Impact of social safety net on poverty negligible

The impact of social safety net on poverty in our country is negligible, which is the major obstacle to the poverty reduction as the maximum share of the benefit of poor households goes to safety net programmes, a seminar was told.

The aggregate amount of benefit that the poor households get in exchange of labour is pitifully small. Even the small benefit that is on offer is captured mainly by the better-off households, viewed S R Osmani, a professor of University of Ulster, UK, while addressing a session titled “Poverty Reduction Strategies and Policies’’ on the concluding day of the 2_day first Bangladesh Economists’ Forum (BEF) Conference held at a city hotel yesterday.

Osmani was presenting a report titled ‘’Social Protection for All: Learning from Lessons of the Ground’’ while Azizur Rahman Khan, a Professor Emeritus, University of California, chaired the session.

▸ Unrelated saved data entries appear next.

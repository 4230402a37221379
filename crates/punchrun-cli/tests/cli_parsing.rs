use clap::Parser;
use punchrun_cli::cli_args::Cli;
use punchrun_core::DayChoice;

fn parse(args: &[&str]) -> Cli {
    Cli::try_parse_from(std::iter::once("punchrun").chain(args.iter().copied())).unwrap()
}

#[test]
fn bare_invocation_produces_no_overrides() {
    let cli = parse(&[]);
    let (overrides, warnings) = cli.run.to_overrides().unwrap();
    assert!(overrides.is_empty());
    assert!(warnings.is_empty());
    assert!(!cli.save);
}

#[test]
fn mode_flags_map_to_with_time_override() {
    let (overrides, _) = parse(&["--with-time"]).run.to_overrides().unwrap();
    assert_eq!(overrides.with_time, Some(true));

    let (overrides, _) = parse(&["--simple"]).run.to_overrides().unwrap();
    assert_eq!(overrides.with_time, Some(false));

    let (overrides, _) = parse(&[]).run.to_overrides().unwrap();
    assert_eq!(overrides.with_time, None);
}

#[test]
fn mode_flags_conflict() {
    let result =
        Cli::try_parse_from(["punchrun", "--with-time", "--simple"]);
    assert!(result.is_err());
}

#[test]
fn day_choice_accepts_counts_and_all() {
    let (overrides, _) = parse(&["--days", "3"]).run.to_overrides().unwrap();
    assert_eq!(overrides.days.as_deref(), Some("3"));

    let (overrides, _) = parse(&["--days", "all"]).run.to_overrides().unwrap();
    assert_eq!(
        DayChoice::parse(overrides.days.as_deref().unwrap()).unwrap(),
        DayChoice::All
    );
}

#[test]
fn day_choice_rejects_zero_and_oversized_counts() {
    assert!(parse(&["--days", "0"]).run.to_overrides().is_err());
    assert!(parse(&["--days", "11"]).run.to_overrides().is_err());
    assert!(parse(&["--days", "10"]).run.to_overrides().is_ok());
    assert!(parse(&["--days", "soon"]).run.to_overrides().is_err());
}

#[test]
fn repeated_labels_collect_in_order() {
    let cli = parse(&["--label", "閱讀文獻", "--label", "實驗實做"]);
    let (overrides, _) = cli.run.to_overrides().unwrap();
    assert_eq!(
        overrides.content_labels,
        Some(vec!["閱讀文獻".to_string(), "實驗實做".to_string()])
    );
}

#[test]
fn url_overrides_pass_through() {
    let cli = parse(&[
        "--calendar-url",
        "http://localhost:8000/calendar/",
        "--webdriver-url",
        "http://127.0.0.1:9516",
        "--portal-url",
        "http://localhost:8000/punch",
    ]);
    let (overrides, _) = cli.run.to_overrides().unwrap();
    assert_eq!(
        overrides.calendar_url.as_deref(),
        Some("http://localhost:8000/calendar/")
    );
    assert_eq!(
        overrides.webdriver_url.as_deref(),
        Some("http://127.0.0.1:9516")
    );
    assert_eq!(
        overrides.portal_base_url.as_deref(),
        Some("http://localhost:8000/punch")
    );
}

#[test]
fn save_flag_and_user_parse() {
    let cli = parse(&["--save", "--user", "A123456789"]);
    assert!(cli.save);
    let (overrides, _) = cli.run.to_overrides().unwrap();
    assert_eq!(overrides.username.as_deref(), Some("A123456789"));
}

#[test]
fn time_field_overrides_parse() {
    let cli = parse(&["--begin", "0900", "--end", "1800", "--hours", "8"]);
    let (overrides, _) = cli.run.to_overrides().unwrap();
    assert_eq!(overrides.begin_time.as_deref(), Some("0900"));
    assert_eq!(overrides.end_time.as_deref(), Some("1800"));
    assert_eq!(overrides.hours.as_deref(), Some("8"));
}
//! Core library crate for the punchrun attendance submission engine.

pub mod calendar;
pub mod config;
pub mod date;
pub mod error;
pub mod logging;
pub mod plan;
pub mod portal;
pub mod runtime;
pub mod select;

pub use calendar::{
    DEFAULT_CALENDAR_URL, DEFAULT_WEBDRIVER_URL, HolidaySource, WebCalendarSource,
    extract_holidays, parse_year_month,
};
pub use config::{
    ConfigError, ConfigLoadResult, ConfigSource, FileConfig, Overrides, RunPreferences,
    SIMPLE_WORK_LABELS, apply_overrides, config_directory, config_path, load_config,
    run_config_from_preferences, save_config,
};
pub use date::{ROC_ERA_OFFSET, RocDate};
pub use error::RunError;
pub use logging::{LoggingDestination, LoggingError, current_log_path, init_logging};
pub use plan::plan_business_days;
pub use portal::{
    ADMIN_WORK_LABEL, AttendancePortal, DEFAULT_PORTAL_BASE_URL, PortalClient, RunMode,
    SubmissionOutcome, WorkEntry, WorkHours,
};
pub use runtime::{
    ProgressCallback, RunConfig, RunEvent, RunSummary, run_pipeline, run_with_config,
    run_with_config_with_progress, spawn_run,
};
pub use select::{DayChoice, select_days};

Participation in safety net of disadvantaged households seems to increase the probability of being poor as it increases their household consumption, observed Osmani in his report.

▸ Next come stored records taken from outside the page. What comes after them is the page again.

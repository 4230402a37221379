//! Attendance portal client.
//!
//! The portal has no structured API: login success, the submission token, and
//! per-entry outcomes are all read out of HTML bodies. The substring checks
//! here reproduce the portal's observable behavior exactly and never consult
//! HTTP status codes, which stay 2xx even for logical failures.

use std::time::Duration;

use async_trait::async_trait;
use reqwest::Client;
use scraper::{Html, Selector};
use tracing::debug;

use crate::date::RocDate;
use crate::error::RunError;

pub const DEFAULT_PORTAL_BASE_URL: &str = "https://psf.nchu.edu.tw/punch";

const LOGIN_PATH: &str = "login_chk.jsp";
const TIMED_LIST_PATH: &str = "PunchList.jsp";
const TIMED_SUBMIT_PATH: &str = "PunchListS.jsp";
const SIMPLE_LIST_PATH: &str = "PunchList_A.jsp";
const SIMPLE_SUBMIT_PATH: &str = "PunchListS_A.jsp";

/// The only observable login success signal: the post-login page links to the
/// menu.
const LOGIN_OK_FRAGMENT: &str = "/Menu.jsp";

/// The submission response embeds its error slot in the body; this literal
/// means the slot is empty and the entry was accepted.
const NO_ERROR_FRAGMENT: &str = "ERROR:null";

/// Fixed work label used for every entry in with-time mode.
pub const ADMIN_WORK_LABEL: &str = "行政事務";

const PORTAL_TIMEOUT: Duration = Duration::from_secs(20);

/// Which pair of portal endpoints a run talks to.
#[derive(Debug, Clone, Copy, PartialEq, Eq)]
pub enum RunMode {
    /// Attendance sheet with explicit begin/end times and an hour count.
    WithTime,
    /// Plain study-log entries keyed by date and label only.
    Simple,
}

/// Explicit time fields carried by with-time entries.
#[derive(Debug, Clone, PartialEq, Eq)]
pub struct WorkHours {
    pub begin: String,
    pub end: String,
    pub hours: String,
}

/// One submission unit: a selected day plus its work label, and the time
/// fields when the run carries them.
#[derive(Debug, Clone, PartialEq, Eq)]
pub struct WorkEntry {
    pub date: RocDate,
    pub work: String,
    pub times: Option<WorkHours>,
}

/// Per-entry result, never partially known.
#[derive(Debug, Clone, Copy, PartialEq, Eq)]
pub enum SubmissionOutcome {
    Accepted,
    Rejected,
}

/// Classify a submission response body. The empty error slot means accepted;
/// anything else carries a real error marker.
pub fn classify_submission(body: &str) -> SubmissionOutcome {
    if body.contains(NO_ERROR_FRAGMENT) {
        SubmissionOutcome::Accepted
    } else {
        SubmissionOutcome::Rejected
    }
}

/// Substring check against the returned page content, the portal's only
/// observable login signal.
pub fn login_succeeded(body: &str) -> bool {
    body.contains(LOGIN_OK_FRAGMENT)
}

/// Pull the first option value of the `schno` selection control out of a list
/// page.
pub fn extract_form_token(html: &str) -> Option<String> {
    let document = Html::parse_document(html);
    let options = Selector::parse(r#"select[name="schno"] option"#).unwrap();
    document
        .select(&options)
        .next()
        .and_then(|option| option.value().attr("value"))
        .map(str::to_string)
}

/// The portal operations the coordinator depends on. Production uses
/// [`PortalClient`]; tests substitute stubs.
#[async_trait]
pub trait AttendancePortal: Send + Sync {
    async fn authenticate(&self, username: &str, password: &str) -> Result<(), RunError>;
    async fn resolve_form_token(&self, mode: RunMode) -> Result<String, RunError>;
    async fn submit(
        &self,
        mode: RunMode,
        entry: &WorkEntry,
        token: &str,
    ) -> Result<SubmissionOutcome, RunError>;
}

/// Session-bearing HTTP client for the portal. The cookie store carries the
/// login session across the token fetch and every submission.
pub struct PortalClient {
    http: Client,
    base_url: String,
}

impl PortalClient {
    pub fn new(base_url: impl Into<String>) -> Result<Self, RunError> {
        let http = Client::builder()
            .cookie_store(true)
            .timeout(PORTAL_TIMEOUT)
            .build()?;
        Ok(Self {
            http,
            base_url: base_url.into().trim_end_matches('/').to_string(),
        })
    }

    fn endpoint(&self, path: &str) -> String {
        format!("{}/{}", self.base_url, path)
    }

    fn list_path(mode: RunMode) -> &'static str {
        match mode {
            RunMode::WithTime => TIMED_LIST_PATH,
            RunMode::Simple => SIMPLE_LIST_PATH,
        }
    }

    fn submit_path(mode: RunMode) -> &'static str {
        match mode {
            RunMode::WithTime => TIMED_SUBMIT_PATH,
            RunMode::Simple => SIMPLE_SUBMIT_PATH,
        }
    }
}

#[async_trait]
impl AttendancePortal for PortalClient {
    async fn authenticate(&self, username: &str, password: &str) -> Result<(), RunError> {
        let body = self
            .http
            .post(self.endpoint(LOGIN_PATH))
            .form(&[("txtLoginID", username), ("txtLoginPWD", password)])
            .send()
            .await?
            .text()
            .await?;
        if login_succeeded(&body) {
            Ok(())
        } else {
            Err(RunError::AuthenticationFailed)
        }
    }

    async fn resolve_form_token(&self, mode: RunMode) -> Result<String, RunError> {
        let body = self
            .http
            .get(self.endpoint(Self::list_path(mode)))
            .send()
            .await?
            .text()
            .await?;
        extract_form_token(&body).ok_or(RunError::FormTokenMissing)
    }

    async fn submit(
        &self,
        mode: RunMode,
        entry: &WorkEntry,
        token: &str,
    ) -> Result<SubmissionOutcome, RunError> {
        let mut form: Vec<(&str, String)> = vec![("date", entry.date.compact())];
        if let Some(times) = &entry.times {
            form.push(("begtime", times.begin.clone()));
            form.push(("endtime", times.end.clone()));
            form.push(("hours", times.hours.clone()));
        }
        form.push(("work", entry.work.clone()));
        form.push(("schno", token.to_string()));
        form.push(("hidACT", "add".to_string()));

        let body = self
            .http
            .post(self.endpoint(Self::submit_path(mode)))
            .form(&form)
            .send()
            .await?
            .text()
            .await?;
        let outcome = classify_submission(&body);
        debug!(date = %entry.date, ?outcome, "submitted entry");
        Ok(outcome)
    }
}

#[cfg(test)]
mod tests {
    use super::*;

    #[test]
    fn empty_error_slot_means_accepted() {
        assert_eq!(
            classify_submission("<html>ERROR:null</html>"),
            SubmissionOutcome::Accepted
        );
    }

    #[test]
    fn any_other_body_is_rejected_regardless_of_shape() {
        assert_eq!(
            classify_submission("<html>ERROR:duplicate entry</html>"),
            SubmissionOutcome::Rejected
        );
        assert_eq!(classify_submission(""), SubmissionOutcome::Rejected);
        assert_eq!(
            classify_submission("<html>OK</html>"),
            SubmissionOutcome::Rejected
        );
    }

    #[test]
    fn login_check_is_substring_based() {
        assert!(login_succeeded(
            "<script>location.href='/punch/Menu.jsp'</script>"
        ));
        assert!(!login_succeeded("<html>帳號或密碼錯誤</html>"));
    }

    #[test]
    fn form_token_takes_the_first_option_value() {
        let html = r#"<form><select name="schno">
            <option value="114-2">spring</option>
            <option value="115-1">fall</option>
        </select></form>"#;
        assert_eq!(extract_form_token(html), Some("114-2".to_string()));
    }

    #[test]
    fn missing_control_or_option_yields_no_token() {
        assert_eq!(extract_form_token("<form></form>"), None);
        assert_eq!(
            extract_form_token(r#"<select name="schno"></select>"#),
            None
        );
        assert_eq!(
            extract_form_token(r#"<select name="other"><option value="x"/></select>"#),
            None
        );
    }

    #[test]
    fn option_without_a_value_attribute_is_missing() {
        let html = r#"<select name="schno"><option>114-2</option></select>"#;
        assert_eq!(extract_form_token(html), None);
    }

    #[test]
    fn each_mode_uses_its_own_endpoint_pair() {
        assert_eq!(PortalClient::list_path(RunMode::WithTime), "PunchList.jsp");
        assert_eq!(
            PortalClient::submit_path(RunMode::WithTime),
            "PunchListS.jsp"
        );
        assert_eq!(PortalClient::list_path(RunMode::Simple), "PunchList_A.jsp");
        assert_eq!(
            PortalClient::submit_path(RunMode::Simple),
            "PunchListS_A.jsp"
        );
    }
}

According to the report, the percentage of participant in access to safety net is higher among the disadvantaged groups. The more disadvantaged households are more likely to participate in safety net which led them to the extreme poverty.

In his report, Osmani showed that the impact of safety net assessing three parameters in his presentation. While household consumption increasing with growing participation in safety net, ability to cope with crisis and asset transition decreasing.

He termed three categories of asset transition including “Faller”, “Stayer” and “Mover’’.  Access to safety net should increase the probability of being a ‘mover’ and decrease the probability of being a ‘faller’, he added.

Access of participants to safety net among the poverty group, extreme poor is 53.2%, moderate group is 45%, marginally non-poor is 42.5% and well-off 29.3%, according to his presentation report.

He put emphasise on health insurance as health-related shocks are the most pervasive type of shock in rural Bangladesh.

Mustafa Kamal Mujeri, Director General of Bangladesh Institute of Development Studies (BIDS),  noted that three areas of transformational change would be critical to manage for Bangladesh including quality of governance, demographic transition and urbanisation and spatial transformation while  presententing a report titled ‘’Vision 2030: What Lies Ahead for Bangladesh in a Post-MDGs World’’.

During his presentation Mujeri opined that the future of Bangladesh would depend on the quality with which the country could harness and manage the positive outcomes of those changes.